No movement at all suggests a stuck (?) date wheel.
Personally I would still try with another guaranteed fresh battery.
It is such an easy and cheap test to do.


----------



## chris01

*Re: How to set a.m./p.m.?*



PeterG_SVK said:


> The battery was new, I replaced it 2 or 3 months ago and checked the voltage. When I pressed the crown to pos. 0, the stepper motor started to buzz like if it wanted to turn the date disc, but the date didn't change and the motor didn't stop turning (even after one minute or so), so I had to remove the battery to stop it.


Hi Peter,

It all sounds a bit strange and, like Hans, I don't want to experiment on my own watch. Having set up the date I don't want to mess about with it again until 2100.









Here's a suggested approach:

1. Remove the battery for a few minutes then replace it and press the crown in to Position 0 to start the watch.

2. Pull out the crown to position III (fully out) and turn the hands forward a few days, noting each midnight date change. Probably a good idea to go right round to the current date. Set the time accurately and press the crown in to Position I (normal running).

3. Press the crown in to Position 0 for a few seconds, release, and watch the date dial move round to the current month (1-12). When it stops pull out the crown to Position II and set the month. Return the crown to Position I.

4. Press the crown in to Position 0 for a few seconds, release and watch the date dial move round to the current month (1-12) and then to the current year (I-IV). When it stops pull out the crown to Position II and set the year (2012 = IV). Return the crown to Position I.

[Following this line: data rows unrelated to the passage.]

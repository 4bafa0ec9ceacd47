//! Light sources.
//!
//! One tagged record covers all three kinds; [`LightKind`] selects which
//! fields are semantically live. Directional lights use `direction` only,
//! point lights `position` only, spot lights both plus the cone parameters.
//!
//! The planner mutates `light_view`/`light_proj`/`out_of_range` in place each
//! frame; the shadow-map generator owns `map_channel`. Everything else is
//! caller state.

use std::hash::{DefaultHasher, Hash, Hasher};

use glam::{Mat4, Vec3};
use uuid::Uuid;

/// At most this many lights of any one kind may be registered at once.
/// Exceeding it is a configuration error, not a clamp.
pub const MAX_LIGHTS_PER_KIND: usize = 3;

/// Discriminant selecting which fields of a [`Light`] are live.
#[derive(Debug, Clone, Copy, PartialEq, Eq, Hash)]
pub enum LightKind {
    Directional,
    Point,
    Spot,
}

/// Distance attenuation coefficients: `1 / (constant + linear·d + quadratic·d²)`.
#[derive(Debug, Clone, Copy, PartialEq)]
pub struct Attenuation {
    pub constant: f32,
    pub linear: f32,
    pub quadratic: f32,
}

impl Default for Attenuation {
    fn default() -> Self {
        Self {
            constant: 1.0,
            linear: 0.0,
            quadratic: 0.0,
        }
    }
}

/// A single light source of any kind.
#[derive(Debug, Clone)]
pub struct Light {
    /// Stable unique identity.
    pub uuid: Uuid,
    /// Short display id derived from the uuid, for logs and overlays.
    pub id: u64,
    pub kind: LightKind,

    pub color: Vec3,
    pub intensity: f32,
    /// World position; live for Point and Spot.
    pub position: Vec3,
    /// Unit direction; live for Directional and Spot.
    pub direction: Vec3,
    pub active: bool,

    /// Set by the planner when the light's shadow frustum degenerates for the
    /// current scene extent. The light contributes nothing this frame and is
    /// re-evaluated next frame.
    pub out_of_range: bool,

    /// Light-space view matrix, written by the planner. Stale (and not to be
    /// trusted) while `out_of_range` is set.
    pub light_view: Mat4,
    /// Light-space projection matrix, written by the planner.
    pub light_proj: Mat4,
    /// Shadow-map channel, −1 when unassigned. Owned by the shadow-map
    /// generator; reset and reassigned every frame.
    pub map_channel: i32,

    /// Valid distance interval of the light. `range_max` bounds the far plane
    /// of the spot shadow frustum; an unlimited light keeps the defaults.
    pub range_min: f32,
    pub range_max: f32,

    pub attenuation: Attenuation,

    /// Spot inner cone half-angle (full brightness), radians.
    pub inner_angle: f32,
    /// Spot outer cone half-angle (cutoff), radians. Also sizes the spot
    /// shadow frustum.
    pub outer_angle: f32,
    /// Spot falloff exponent between the cones.
    pub falloff: f32,
}

fn short_id(uuid: &Uuid) -> u64 {
    let mut hasher = DefaultHasher::new();
    uuid.hash(&mut hasher);
    hasher.finish()
}

impl Light {
    /// Base record with the shared defaults; prefer the kind factories.
    #[must_use]
    pub fn new(kind: LightKind) -> Self {
        let uuid = Uuid::new_v4();
        let id = short_id(&uuid);
        Self {
            uuid,
            id,
            kind,
            color: Vec3::ONE,
            intensity: 1.0,
            position: Vec3::ZERO,
            direction: Vec3::NEG_Z,
            active: true,
            out_of_range: false,
            light_view: Mat4::IDENTITY,
            light_proj: Mat4::IDENTITY,
            map_channel: -1,
            range_min: 0.0,
            range_max: f32::INFINITY,
            attenuation: Attenuation::default(),
            inner_angle: 0.0,
            outer_angle: 0.0,
            falloff: 0.0,
        }
    }

    /// Directional light shining along `direction` (normalized here).
    #[must_use]
    pub fn new_directional(color: Vec3, direction: Vec3, intensity: f32) -> Self {
        let mut light = Self::new(LightKind::Directional);
        light.color = color;
        light.direction = direction.normalize_or_zero();
        light.intensity = intensity;
        light
    }

    /// Point light at `position`.
    #[must_use]
    pub fn new_point(color: Vec3, position: Vec3, intensity: f32) -> Self {
        let mut light = Self::new(LightKind::Point);
        light.color = color;
        light.position = position;
        light.intensity = intensity;
        light
    }

    /// Spot light at `position` aimed along `direction`.
    ///
    /// `inner_angle` and `outer_angle` are half-angles from the cone axis in
    /// radians, `inner_angle <= outer_angle`; `falloff` shapes the transition
    /// between them.
    #[must_use]
    pub fn new_spot(
        color: Vec3,
        position: Vec3,
        direction: Vec3,
        intensity: f32,
        inner_angle: f32,
        outer_angle: f32,
        falloff: f32,
    ) -> Self {
        let mut light = Self::new(LightKind::Spot);
        light.color = color;
        light.position = position;
        light.direction = direction.normalize_or_zero();
        light.intensity = intensity;
        light.inner_angle = inner_angle;
        light.outer_angle = outer_angle;
        light.falloff = falloff;
        light
    }

    /// Cosine of the inner cone half-angle, as uploaded to the shader.
    #[inline]
    #[must_use]
    pub fn cos_inner(&self) -> f32 {
        self.inner_angle.cos()
    }

    /// Cosine of the outer cone half-angle, as uploaded to the shader.
    #[inline]
    #[must_use]
    pub fn cos_outer(&self) -> f32 {
        self.outer_angle.cos()
    }

    /// Combined light-space view-projection.
    #[inline]
    #[must_use]
    pub fn view_proj(&self) -> Mat4 {
        self.light_proj * self.light_view
    }

    /// Whether this kind participates in the shadow-map pass at all.
    /// Point lights never do; their shadows come from the volume path.
    #[inline]
    #[must_use]
    pub fn casts_shadow_map(&self) -> bool {
        matches!(self.kind, LightKind::Directional | LightKind::Spot)
    }

    /// Active and in range: contributes illumination this frame.
    #[inline]
    #[must_use]
    pub fn contributes(&self) -> bool {
        self.active && !self.out_of_range
    }
}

The watch should now be set correctly for time, date, and calendar. I suggest leaving it to run at least overnight without any further adjustments.

If it's still misbehaving I'd suspect a fault.
Chris.

Edit: just seen the reply from Hans - I agree.


----------



## PeterG_SVK

*Re: How to set a.m./p.m.?*

Hi all, many thanks for the suggestions, I'm quite familiar to setup the month and leap year, I did it already when purchased the watch and calibrated it. Of course I removed the batery, checked it (3.2V) and put it back. But when I pressed the crown to pos. 0 to switch the watch on, the date wheel didn't move despite of the stepper motor was constantly buzzing/turning, it remained stucked. That's why I sent the watch to the Longines watchmaker 2 weeks ago and still waiting for it.

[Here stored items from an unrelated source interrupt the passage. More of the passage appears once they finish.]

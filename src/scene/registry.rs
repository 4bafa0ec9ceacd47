//! Scene registry: the owning collections for models, lights and billboards.
//!
//! Everything is stored in slot maps and addressed by generational handles;
//! a secondary uuid index supports removal by identity from callers that
//! only kept the uuid. Light registration enforces the per-kind cap up
//! front, before anything is inserted, so a rejected light never becomes
//! part of the scene.

use rustc_hash::FxHashMap;
use slotmap::{SlotMap, new_key_type};
use uuid::Uuid;

use crate::errors::{GloamError, Result};
use crate::scene::billboard::Billboard;
use crate::scene::light::{Light, LightKind, MAX_LIGHTS_PER_KIND};
use crate::scene::model::RenderableModel;

new_key_type! {
    pub struct ModelKey;
    pub struct LightKey;
    pub struct BillboardKey;
}

#[derive(Default)]
pub struct SceneRegistry {
    models: SlotMap<ModelKey, RenderableModel>,
    lights: SlotMap<LightKey, Light>,
    billboards: SlotMap<BillboardKey, Billboard>,
    model_ids: FxHashMap<Uuid, ModelKey>,
    light_ids: FxHashMap<Uuid, LightKey>,
    billboard_ids: FxHashMap<Uuid, BillboardKey>,
}

impl SceneRegistry {
    #[must_use]
    pub fn new() -> Self {
        Self::default()
    }

    // ========================================================================
    // Models
    // ========================================================================

    pub fn add_model(&mut self, model: RenderableModel) -> ModelKey {
        let uuid = model.uuid;
        log::debug!("registering model {} ({})", model.name, model.id);
        let key = self.models.insert(model);
        self.model_ids.insert(uuid, key);
        key
    }

    pub fn remove_model(&mut self, key: ModelKey) -> Option<RenderableModel> {
        let model = self.models.remove(key)?;
        self.model_ids.remove(&model.uuid);
        Some(model)
    }

    pub fn remove_model_by_uuid(&mut self, uuid: Uuid) -> Option<RenderableModel> {
        let key = self.model_ids.remove(&uuid)?;
        self.models.remove(key)
    }

    #[must_use]
    pub fn model(&self, key: ModelKey) -> Option<&RenderableModel> {
        self.models.get(key)
    }

    pub fn model_mut(&mut self, key: ModelKey) -> Option<&mut RenderableModel> {
        self.models.get_mut(key)
    }

    pub fn models(&self) -> impl Iterator<Item = (ModelKey, &RenderableModel)> {
        self.models.iter()
    }

    pub fn models_mut(&mut self) -> impl Iterator<Item = (ModelKey, &mut RenderableModel)> {
        self.models.iter_mut()
    }

    #[inline]
    #[must_use]
    pub fn model_count(&self) -> usize {
        self.models.len()
    }

    // ========================================================================
    // Lights
    // ========================================================================

    /// Registers a light, enforcing the per-kind cap.
    ///
    /// # Errors
    ///
    /// [`GloamError::TooManyLights`] when the scene already holds
    /// [`MAX_LIGHTS_PER_KIND`] lights of the same kind. The light is not
    /// registered in that case.
    pub fn add_light(&mut self, light: Light) -> Result<LightKey> {
        let kind = light.kind;
        let present = self.light_count_of(kind);
        if present >= MAX_LIGHTS_PER_KIND {
            return Err(GloamError::TooManyLights {
                kind,
                cap: MAX_LIGHTS_PER_KIND,
            });
        }
        let uuid = light.uuid;
        log::debug!("registering {:?} light {}", kind, light.id);
        let key = self.lights.insert(light);
        self.light_ids.insert(uuid, key);
        Ok(key)
    }

    pub fn remove_light(&mut self, key: LightKey) -> Option<Light> {
        let light = self.lights.remove(key)?;
        self.light_ids.remove(&light.uuid);
        Some(light)
    }

    pub fn remove_light_by_uuid(&mut self, uuid: Uuid) -> Option<Light> {
        let key = self.light_ids.remove(&uuid)?;
        self.lights.remove(key)
    }

    #[must_use]
    pub fn light(&self, key: LightKey) -> Option<&Light> {
        self.lights.get(key)
    }

    pub fn light_mut(&mut self, key: LightKey) -> Option<&mut Light> {
        self.lights.get_mut(key)
    }

    pub fn lights(&self) -> impl Iterator<Item = (LightKey, &Light)> {
        self.lights.iter()
    }

    pub fn lights_mut(&mut self) -> impl Iterator<Item = (LightKey, &mut Light)> {
        self.lights.iter_mut()
    }

    #[inline]
    #[must_use]
    pub fn light_count(&self) -> usize {
        self.lights.len()
    }

    #[must_use]
    pub fn light_count_of(&self, kind: LightKind) -> usize {
        self.lights.values().filter(|l| l.kind == kind).count()
    }

    // ========================================================================
    // Billboards
    // ========================================================================

    pub fn add_billboard(&mut self, billboard: Billboard) -> BillboardKey {
        let uuid = billboard.uuid;
        log::debug!("registering billboard {}", billboard.id);
        let key = self.billboards.insert(billboard);
        self.billboard_ids.insert(uuid, key);
        key
    }

    pub fn remove_billboard(&mut self, key: BillboardKey) -> Option<Billboard> {
        let billboard = self.billboards.remove(key)?;
        self.billboard_ids.remove(&billboard.uuid);
        Some(billboard)
    }

    pub fn remove_billboard_by_uuid(&mut self, uuid: Uuid) -> Option<Billboard> {
        let key = self.billboard_ids.remove(&uuid)?;
        self.billboards.remove(key)
    }

    #[must_use]
    pub fn billboard(&self, key: BillboardKey) -> Option<&Billboard> {
        self.billboards.get(key)
    }

    pub fn billboards(&self) -> impl Iterator<Item = (BillboardKey, &Billboard)> {
        self.billboards.iter()
    }

    #[inline]
    #[must_use]
    pub fn billboard_count(&self) -> usize {
        self.billboards.len()
    }
}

However it looks like the "new" one is OK , I'll post the pictures later ;-).

To Chris approach:
Ad step 2/ In crown position III the watch doesn't change the date when you turn the hands through 12, this should be done with the crown in the position II (time zone setting). That's according to the manual and tested too.


----------



## chris01

*Re: How to set a.m./p.m.?*



PeterG_SVK said:


> To Chris approach:
> Ad step 2/ In crown position III the watch doesn't change the date when you turn the hands through 12, this should be done with the crown in the position II (time zone setting). That's according to the manual and tested too.

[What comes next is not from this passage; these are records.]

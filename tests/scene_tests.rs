//! Scene Registry and Camera Tests
//!
//! Tests for:
//! - Light registration: the per-kind cap, rejection without registration,
//!   removal by key and by uuid
//! - Light factories: normalization, cone cosines, shadow eligibility
//! - Camera basis vectors, movement, and projection far plane

use glam::{Vec3, Vec4};

use gloam::errors::GloamError;
use gloam::scene::camera::Camera;
use gloam::scene::light::{Light, LightKind, MAX_LIGHTS_PER_KIND};
use gloam::scene::registry::SceneRegistry;

const EPSILON: f32 = 1e-4;

fn approx(a: f32, b: f32) -> bool {
    (a - b).abs() < EPSILON
}

fn point_light() -> Light {
    Light::new_point(Vec3::ONE, Vec3::ZERO, 1.0)
}

fn spot_light() -> Light {
    Light::new_spot(Vec3::ONE, Vec3::ZERO, Vec3::NEG_Z, 1.0, 0.2, 0.4, 2.0)
}

// ============================================================================
// Light Cap
// ============================================================================

#[test]
fn light_cap_allows_three_of_a_kind() {
    let mut registry = SceneRegistry::new();
    for _ in 0..MAX_LIGHTS_PER_KIND {
        registry.add_light(point_light()).unwrap();
    }
    assert_eq!(registry.light_count_of(LightKind::Point), 3);
}

#[test]
fn fourth_light_of_a_kind_is_rejected() {
    let mut registry = SceneRegistry::new();
    for _ in 0..MAX_LIGHTS_PER_KIND {
        registry.add_light(point_light()).unwrap();
    }

    let err = registry.add_light(point_light()).unwrap_err();
    match err {
        GloamError::TooManyLights { kind, cap } => {
            assert_eq!(kind, LightKind::Point);
            assert_eq!(cap, MAX_LIGHTS_PER_KIND);
        }
        other => panic!("expected TooManyLights, got {other:?}"),
    }
    // The rejected light never became part of the scene.
    assert_eq!(registry.light_count(), MAX_LIGHTS_PER_KIND);
}

#[test]
fn cap_is_tracked_per_kind() {
    let mut registry = SceneRegistry::new();
    for _ in 0..MAX_LIGHTS_PER_KIND {
        registry.add_light(point_light()).unwrap();
        registry.add_light(spot_light()).unwrap();
        registry
            .add_light(Light::new_directional(Vec3::ONE, Vec3::NEG_Y, 1.0))
            .unwrap();
    }
    assert_eq!(registry.light_count(), 3 * MAX_LIGHTS_PER_KIND);
    assert!(registry.add_light(spot_light()).is_err());
}

#[test]
fn removal_frees_a_slot() {
    let mut registry = SceneRegistry::new();
    let first = registry.add_light(point_light()).unwrap();
    for _ in 1..MAX_LIGHTS_PER_KIND {
        registry.add_light(point_light()).unwrap();
    }
    assert!(registry.add_light(point_light()).is_err());

    assert!(registry.remove_light(first).is_some());
    registry.add_light(point_light()).unwrap();
    assert_eq!(registry.light_count_of(LightKind::Point), 3);
}

// ============================================================================
// Lookup and Removal
// ============================================================================

#[test]
fn lookup_by_key_and_mutation() {
    let mut registry = SceneRegistry::new();
    let key = registry.add_light(point_light()).unwrap();

    registry.light_mut(key).unwrap().intensity = 7.5;
    assert!(approx(registry.light(key).unwrap().intensity, 7.5));
}

#[test]
fn removal_by_uuid() {
    let mut registry = SceneRegistry::new();
    let light = point_light();
    let uuid = light.uuid;
    let key = registry.add_light(light).unwrap();

    let removed = registry.remove_light_by_uuid(uuid).unwrap();
    assert_eq!(removed.uuid, uuid);
    assert!(registry.light(key).is_none());
    assert_eq!(registry.light_count(), 0);
}

#[test]
fn unknown_uuid_removal_returns_none() {
    let mut registry = SceneRegistry::new();
    registry.add_light(point_light()).unwrap();
    assert!(registry.remove_light_by_uuid(uuid::Uuid::new_v4()).is_none());
    assert_eq!(registry.light_count(), 1);
}

#[test]
fn removed_key_no_longer_resolves() {
    let mut registry = SceneRegistry::new();
    let key = registry.add_light(point_light()).unwrap();
    assert!(registry.remove_light(key).is_some());
    assert!(registry.light(key).is_none());
    assert!(registry.light_mut(key).is_none());
}

// ============================================================================
// Light Factories
// ============================================================================

#[test]
fn lights_get_unique_identities() {
    let a = point_light();
    let b = point_light();
    assert_ne!(a.uuid, b.uuid);
    assert_ne!(a.id, b.id);
}

#[test]
fn directional_factory_normalizes_direction() {
    let light = Light::new_directional(Vec3::ONE, Vec3::new(-1.0, -3.0, -1.0), 5.0);
    assert!(approx(light.direction.length(), 1.0));
    assert_eq!(light.kind, LightKind::Directional);
}

#[test]
fn spot_factory_stores_cone_as_radians() {
    let inner = 10.0_f32.to_radians();
    let outer = 35.0_f32.to_radians();
    let light = Light::new_spot(Vec3::ONE, Vec3::ZERO, Vec3::NEG_Z, 1.0, inner, outer, 2.0);
    assert!(approx(light.cos_inner(), inner.cos()));
    assert!(approx(light.cos_outer(), outer.cos()));
    assert!(light.cos_inner() > light.cos_outer());
}

#[test]
fn shadow_map_eligibility_by_kind() {
    assert!(!point_light().casts_shadow_map());
    assert!(spot_light().casts_shadow_map());
    assert!(Light::new_directional(Vec3::ONE, Vec3::NEG_Y, 1.0).casts_shadow_map());
}

#[test]
fn fresh_lights_contribute_with_no_channel() {
    let light = spot_light();
    assert!(light.contributes());
    assert_eq!(light.map_channel, -1);
    assert_eq!(light.range_min, 0.0);
    assert_eq!(light.range_max, f32::INFINITY);
}

// ============================================================================
// Camera
// ============================================================================

#[test]
fn default_orientation_looks_down_negative_z() {
    let camera = Camera::new(1.0);
    let look = camera.look();
    assert!(approx(look.x, 0.0));
    assert!(approx(look.y, 0.0));
    assert!(approx(look.z, -1.0));
}

#[test]
fn basis_stays_orthonormal_after_rotation() {
    let mut camera = Camera::new(1.0);
    camera.rotate(1.3, -0.7);

    let (look, right, up) = (camera.look(), camera.right(), camera.up());
    assert!(approx(look.length(), 1.0));
    assert!(approx(right.length(), 1.0));
    assert!(approx(up.length(), 1.0));
    assert!(approx(look.dot(right), 0.0));
    assert!(approx(look.dot(up), 0.0));
    assert!(approx(right.dot(up), 0.0));
}

#[test]
fn pitch_is_clamped_short_of_the_poles() {
    let mut camera = Camera::new(1.0);
    camera.rotate(0.0, 100.0);
    // Even an absurd pitch input leaves a usable basis.
    assert!(camera.look().y < 1.0);
    assert!(approx(camera.right().length(), 1.0));
}

#[test]
fn walk_moves_along_look() {
    let mut camera = Camera::new(1.0);
    let start = camera.position();
    camera.walk(3.0);
    let moved = camera.position() - start;
    assert!(approx(moved.dot(camera.look()), 3.0));
}

#[test]
fn strafe_and_rise_move_along_the_basis() {
    let mut camera = Camera::new(1.0);
    camera.rotate(0.4, -0.2);
    let start = camera.position();
    camera.strafe(2.0);
    camera.rise(-1.0);
    let moved = camera.position() - start;
    assert!(approx(moved.dot(camera.right()), 2.0));
    assert!(approx(moved.dot(camera.up()), -1.0));
    assert!(approx(moved.dot(camera.look()), 0.0));
}

#[test]
fn default_projection_spans_the_configured_far_plane() {
    let camera = Camera::new(2.0);
    assert!(approx(camera.aspect(), 2.0));
    assert_eq!(
        camera.projection_matrix(),
        camera.projection_with_far(Camera::FAR_PLANE)
    );
}

#[test]
fn look_at_points_the_camera() {
    let mut camera = Camera::new(1.0);
    camera.set_position(Vec3::ZERO);
    camera.look_at(Vec3::new(5.0, 0.0, 0.0));
    let look = camera.look();
    assert!(approx(look.x, 1.0));
    assert!(approx(look.y, 0.0));
}

#[test]
fn projection_far_plane_maps_to_depth_one() {
    let camera = Camera::new(1.0);
    let proj = camera.projection_with_far(50.0);
    let clip = proj * Vec4::new(0.0, 0.0, -50.0, 1.0);
    assert!(approx(clip.z / clip.w, 1.0));
}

Yes, I know that you're meant to change the date in Pos.II but, if it doesn't change in Pos.III, how can you know if the hour hand has just passed noon or midnight when you're setting the time?


----------



## PeterG_SVK

*Re: How to set a.m./p.m.?*

Hans described that perfectly and I added some approach too:
- with the crown in pos. II first you turn the clock hand counter clockwise through 12 to change the date backwards;
- press the crown to pos I and again to pos II, turn the hand clockwise through 12 to change the date back (forwards) - now it's midnight. Continue setting the hour hand either to desired a.m. hour, or pass through 12 once again in clockwise direction to get p.m. (date is not changed in 2nd pass through 12). Done. 
It works, I set the "new" watch this way and it works OK.

Btw: I had a phone call with Slovak Longines authorised service few minutes before, the watchmaker confirmed, that he had to order one faulty part for my watch to repair the date function from the Switzerland. So far so good...


----------



## jrpippen

Hans Moleman said:


> View attachment 496322
> 
> This might help.
> It is page 14 from the document mentioned at https://secure.eta.ch/CSP/DesktopDef...dex=3&tabid=28


I get an access denied message when trying to look at this . . . . ?

I have a conquest VHP that's got a date set 2 days in advance since battery change. (Which took 60 seconds and the EOL had only been on for a week.


----------



## Tomc1944

Google Longines VHP and download manual.


----------



## DaveM

jrpippen said:


> I get an access denied message when trying to look at this . . . . ?
> 
> I have a conquest VHP that's got a date set 2 days in advance since battery change. (Which took 60 seconds and the EOL had only been on for a week.


On my PC the 'View Attachment' works.


----------



## gaijin

jrpippen said:


> I get an access denied message when trying to look at this . . . . ?
> 
> I have a conquest VHP that's got a date set 2 days in advance since battery change. (Which took 60 seconds and the EOL had only been on for a week.


Click this link for access: Conquest VHP Manual Setting Instructions

HTH


----------